The following IPPs has been paid 40 per cent of the agreed amount: (i) Atlas Power- RFO; (ii) Attock Gen- RFO;(iii) Engro Energy-gas ;(iv) Saif Power- RLNG ;(v) Halmore Power- RLNG;(vi) Hub Power(Narowal) – RFO ;(vii) Liberty Power- RFO ;(viii) Nishat Power- RFO;(ix) Orient Power- RLNG ;(x) Foundation Power (Dharaki)- gas;(xi) Nishat Chunian and (xii) Saphire Electric –RLNG.
IPPs received 1/3rd in cash, 1/3rd in Sukuk and 1/3rd in PIB bonds on January 6, 2021.
As per revised contracts, with payment of first installation to the 2002 Power Policy IPPs reduced tariff will be applicable from the date of payment, increase in late payment charges will be stopped on their undisputed payables which will lead towards a reduction in circular debt; heat rate test will be conducted as these IPPs agreed that the government can determine heat rate test to find out actual efficiency of plants which will further reduce tariffs after the tests, and fuel saving will be shared with the government besides reduction in operation and maintenance cost varying between 15 and 20 percent.

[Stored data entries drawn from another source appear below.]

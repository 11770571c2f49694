//! Points awarded for a single answer.

use std::time::{Duration, SystemTime};

/// Points for picking the correct definition.
pub const CORRECT_POINTS: u32 = 100;
/// Maximum bonus for answering instantly; decays linearly to zero at the deadline.
pub const MAX_TIME_POINTS: u32 = 50;

/// Score one answer given the time elapsed since the round started.
///
/// Late answers earn nothing regardless of correctness. Everything is computed in
/// integer milliseconds so the result never depends on floating point rounding.
pub fn score_answer(
    submitted_index: u32,
    correct_index: u32,
    elapsed: Duration,
    seconds_per_question: u32,
) -> u32 {
    let allowed_ms = u128::from(seconds_per_question) * 1_000;
    let elapsed_ms = elapsed.as_millis();
    if allowed_ms == 0 || elapsed_ms > allowed_ms {
        return 0;
    }

    let correct_points = if submitted_index == correct_index {
        CORRECT_POINTS
    } else {
        0
    };
    let remaining_ms = allowed_ms - elapsed_ms;
    let time_points = (u128::from(MAX_TIME_POINTS) * remaining_ms / allowed_ms) as u32;

    correct_points + time_points.min(MAX_TIME_POINTS)
}

/// Time elapsed between the round start and the answer. Clock skew counts as zero.
pub fn elapsed_since(round_start: SystemTime, received: SystemTime) -> Duration {
    received
        .duration_since(round_start)
        .unwrap_or(Duration::ZERO)
}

Approximately, Rs 180 billion plus will be the saving of government through these revised contracts.
Initially, the government had approved payment of Rs 52.4 billion as 40 per cent of total agreed amount to 11 IPPs of Power Policy 2002. However, later on the government has also approved payment to Nishat Chunian, but Rs 8.36 billion of Nishat Chunian has been withheld till the final award by the Arbitrator.
Nepra is of the view that it was quite premature to assume that IPPs under the 2002 Policy secured illegal gains as it was yet to be determined by Nepra. The forum was informed that Nepra had not yet determined this aspect vis-à-vis the tariff applicable to 2002 Policy as the matter was subjudice due to stay granted by the Islamabad High Court.

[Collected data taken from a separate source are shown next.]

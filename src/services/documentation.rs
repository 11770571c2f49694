use utoipa::OpenApi;

#[derive(OpenApi)]
/// Aggregated OpenAPI specification for the word derby backend.
#[openapi(
    paths(
        crate::routes::health::healthcheck,
        crate::routes::websocket::ws_handler,
        crate::routes::game::get_game,
    ),
    components(
        schemas(
            crate::dto::health::HealthResponse,
            crate::dto::game::GameView,
            crate::dto::game::PlayerView,
            crate::dto::ws::PlayerMessage,
            crate::dto::ws::OutboundMessage,
            crate::state::state_machine::GameState,
        )
    ),
    tags(
        (name = "health", description = "Health check endpoints"),
        (name = "players", description = "WebSocket protocol spoken by player clients"),
        (name = "game", description = "Game inspection"),
    )
)]
pub struct ApiDoc;

#[cfg(test)]
mod tests {
    use super::*;

    #[test]
    fn document_lists_every_route() {
        let doc = ApiDoc::openapi();
        let paths: Vec<_> = doc.paths.paths.keys().cloned().collect();
        assert!(paths.contains(&"/healthcheck".to_string()));
        assert!(paths.contains(&"/ws".to_string()));
        assert!(paths.contains(&"/games/{id}".to_string()));
    }
}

Power Division is of the view that agreements with the 2002 Policy IPPs, finalized by the Implementation Committee, do not provide for deduction of an “illegal” gain made by an IPP and the agreements already inked will need to be reviewed.
In order to review the agreements, the same process needs to followed, which was followed for earlier approval, i.e., negotiation by the Implementation Committee with the IPPs and approval by CCoE before referring the matter to ECC of the Cabinet. The revised contracts with all the IPPs have projected savings of approximately Rs.836 billion for the remaining terms of the contracts. Industry sources told this scribe that the next instalment will be paid in August 2022.